• _What this task involves_
Below are some entries. Repeat exactly the lines from the one with "filename src/jpeg2000/mod.rs" through the one with "pub mod wavelet;", and only those.

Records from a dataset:
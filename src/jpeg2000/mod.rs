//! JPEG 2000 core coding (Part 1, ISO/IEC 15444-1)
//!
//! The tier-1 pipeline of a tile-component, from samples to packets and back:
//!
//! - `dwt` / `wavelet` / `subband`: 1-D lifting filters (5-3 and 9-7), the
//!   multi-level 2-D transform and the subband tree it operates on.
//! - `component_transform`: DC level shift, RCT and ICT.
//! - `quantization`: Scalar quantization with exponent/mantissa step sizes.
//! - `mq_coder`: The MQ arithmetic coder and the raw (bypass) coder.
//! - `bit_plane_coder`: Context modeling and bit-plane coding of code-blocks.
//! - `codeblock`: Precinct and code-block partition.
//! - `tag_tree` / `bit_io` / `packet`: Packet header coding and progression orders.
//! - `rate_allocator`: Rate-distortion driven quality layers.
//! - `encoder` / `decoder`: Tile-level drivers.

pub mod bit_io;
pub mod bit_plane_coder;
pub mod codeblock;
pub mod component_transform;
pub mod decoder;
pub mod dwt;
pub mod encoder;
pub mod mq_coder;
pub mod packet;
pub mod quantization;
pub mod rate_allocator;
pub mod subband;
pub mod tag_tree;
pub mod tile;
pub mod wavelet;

--

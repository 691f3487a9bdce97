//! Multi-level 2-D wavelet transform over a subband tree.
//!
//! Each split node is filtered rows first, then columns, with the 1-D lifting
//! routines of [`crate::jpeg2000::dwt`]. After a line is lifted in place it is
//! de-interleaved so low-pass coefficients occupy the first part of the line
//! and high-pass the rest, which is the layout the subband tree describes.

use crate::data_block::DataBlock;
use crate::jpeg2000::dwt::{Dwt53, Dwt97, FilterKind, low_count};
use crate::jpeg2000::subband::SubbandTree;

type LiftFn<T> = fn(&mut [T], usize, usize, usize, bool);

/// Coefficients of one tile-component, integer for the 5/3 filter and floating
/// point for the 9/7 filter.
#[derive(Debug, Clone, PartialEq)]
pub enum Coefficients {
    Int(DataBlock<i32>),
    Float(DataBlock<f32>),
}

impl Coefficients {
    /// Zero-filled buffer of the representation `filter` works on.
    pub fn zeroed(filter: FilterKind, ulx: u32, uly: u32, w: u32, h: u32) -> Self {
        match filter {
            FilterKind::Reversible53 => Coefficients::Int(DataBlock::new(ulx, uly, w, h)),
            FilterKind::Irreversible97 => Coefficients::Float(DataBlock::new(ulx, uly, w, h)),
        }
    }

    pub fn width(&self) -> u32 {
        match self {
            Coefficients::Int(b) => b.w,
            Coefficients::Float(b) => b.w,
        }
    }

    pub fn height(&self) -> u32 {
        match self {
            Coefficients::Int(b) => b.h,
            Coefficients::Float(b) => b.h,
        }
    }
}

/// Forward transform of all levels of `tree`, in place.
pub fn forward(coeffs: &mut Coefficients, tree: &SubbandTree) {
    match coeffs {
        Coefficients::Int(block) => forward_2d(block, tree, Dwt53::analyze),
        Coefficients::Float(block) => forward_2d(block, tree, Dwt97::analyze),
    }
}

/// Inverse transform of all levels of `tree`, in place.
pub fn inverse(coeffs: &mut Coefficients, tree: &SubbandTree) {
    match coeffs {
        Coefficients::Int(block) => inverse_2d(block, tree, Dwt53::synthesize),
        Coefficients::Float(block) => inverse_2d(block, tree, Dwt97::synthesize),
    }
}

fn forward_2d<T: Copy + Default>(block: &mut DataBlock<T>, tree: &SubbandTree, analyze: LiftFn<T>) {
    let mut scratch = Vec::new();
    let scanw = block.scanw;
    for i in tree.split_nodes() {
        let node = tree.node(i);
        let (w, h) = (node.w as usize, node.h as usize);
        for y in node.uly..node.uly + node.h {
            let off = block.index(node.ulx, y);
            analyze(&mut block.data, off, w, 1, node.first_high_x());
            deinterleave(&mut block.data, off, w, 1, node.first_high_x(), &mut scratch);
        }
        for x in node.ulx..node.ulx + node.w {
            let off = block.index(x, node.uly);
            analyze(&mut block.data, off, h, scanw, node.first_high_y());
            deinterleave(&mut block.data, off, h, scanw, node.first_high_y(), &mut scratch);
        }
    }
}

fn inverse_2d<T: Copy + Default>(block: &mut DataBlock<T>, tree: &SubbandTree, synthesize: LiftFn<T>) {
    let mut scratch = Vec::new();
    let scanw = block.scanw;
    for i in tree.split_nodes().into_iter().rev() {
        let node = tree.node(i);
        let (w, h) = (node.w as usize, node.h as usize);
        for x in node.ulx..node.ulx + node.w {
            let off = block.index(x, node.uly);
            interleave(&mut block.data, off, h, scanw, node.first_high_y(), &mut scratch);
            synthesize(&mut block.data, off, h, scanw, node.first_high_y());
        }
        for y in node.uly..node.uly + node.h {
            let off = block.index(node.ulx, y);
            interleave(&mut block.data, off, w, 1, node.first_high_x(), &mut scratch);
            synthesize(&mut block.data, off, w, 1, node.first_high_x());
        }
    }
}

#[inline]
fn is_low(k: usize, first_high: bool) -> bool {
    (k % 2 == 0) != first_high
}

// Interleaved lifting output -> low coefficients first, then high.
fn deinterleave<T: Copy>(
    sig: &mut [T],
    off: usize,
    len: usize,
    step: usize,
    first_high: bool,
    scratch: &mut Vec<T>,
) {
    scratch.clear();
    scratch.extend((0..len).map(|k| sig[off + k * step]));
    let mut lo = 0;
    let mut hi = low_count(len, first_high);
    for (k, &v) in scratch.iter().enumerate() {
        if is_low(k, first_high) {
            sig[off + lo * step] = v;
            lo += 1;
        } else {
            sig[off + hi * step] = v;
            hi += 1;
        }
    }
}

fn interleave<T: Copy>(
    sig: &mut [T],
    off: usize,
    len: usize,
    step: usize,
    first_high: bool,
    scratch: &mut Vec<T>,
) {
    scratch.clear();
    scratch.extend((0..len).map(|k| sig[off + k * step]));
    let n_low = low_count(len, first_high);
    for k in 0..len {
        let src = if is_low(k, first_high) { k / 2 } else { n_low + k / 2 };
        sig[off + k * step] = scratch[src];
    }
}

• _Answer to the exercise_
filename src/jpeg2000/mod.rs
//! JPEG 2000 core coding (Part 1, ISO/IEC 15444-1)
//!
//! The tier-1 pipeline of a tile-component, from samples to packets and back:
//!
//! - `dwt` / `wavelet` / `subband`: 1-D lifting filters (5-3 and 9-7), the
//!   multi-level 2-D transform and the subband tree it operates on.
//! - `component_transform`: DC level shift, RCT and ICT.
//! - `quantization`: Scalar quantization with exponent/mantissa step sizes.
//! - `mq_coder`: The MQ arithmetic coder and the raw (bypass) coder.
//! - `bit_plane_coder`: Context modeling and bit-plane coding of code-blocks.
//! - `codeblock`: Precinct and code-block partition.
//! - `tag_tree` / `bit_io` / `packet`: Packet header coding and progression orders.
//! - `rate_allocator`: Rate-distortion driven quality layers.
//! - `encoder` / `decoder`: Tile-level drivers.

pub mod bit_io;
pub mod bit_plane_coder;
pub mod codeblock;
pub mod component_transform;
pub mod decoder;
pub mod dwt;
pub mod encoder;
pub mod mq_coder;
pub mod packet;
pub mod quantization;
pub mod rate_allocator;
pub mod subband;
pub mod tag_tree;
pub mod tile;
pub mod wavelet;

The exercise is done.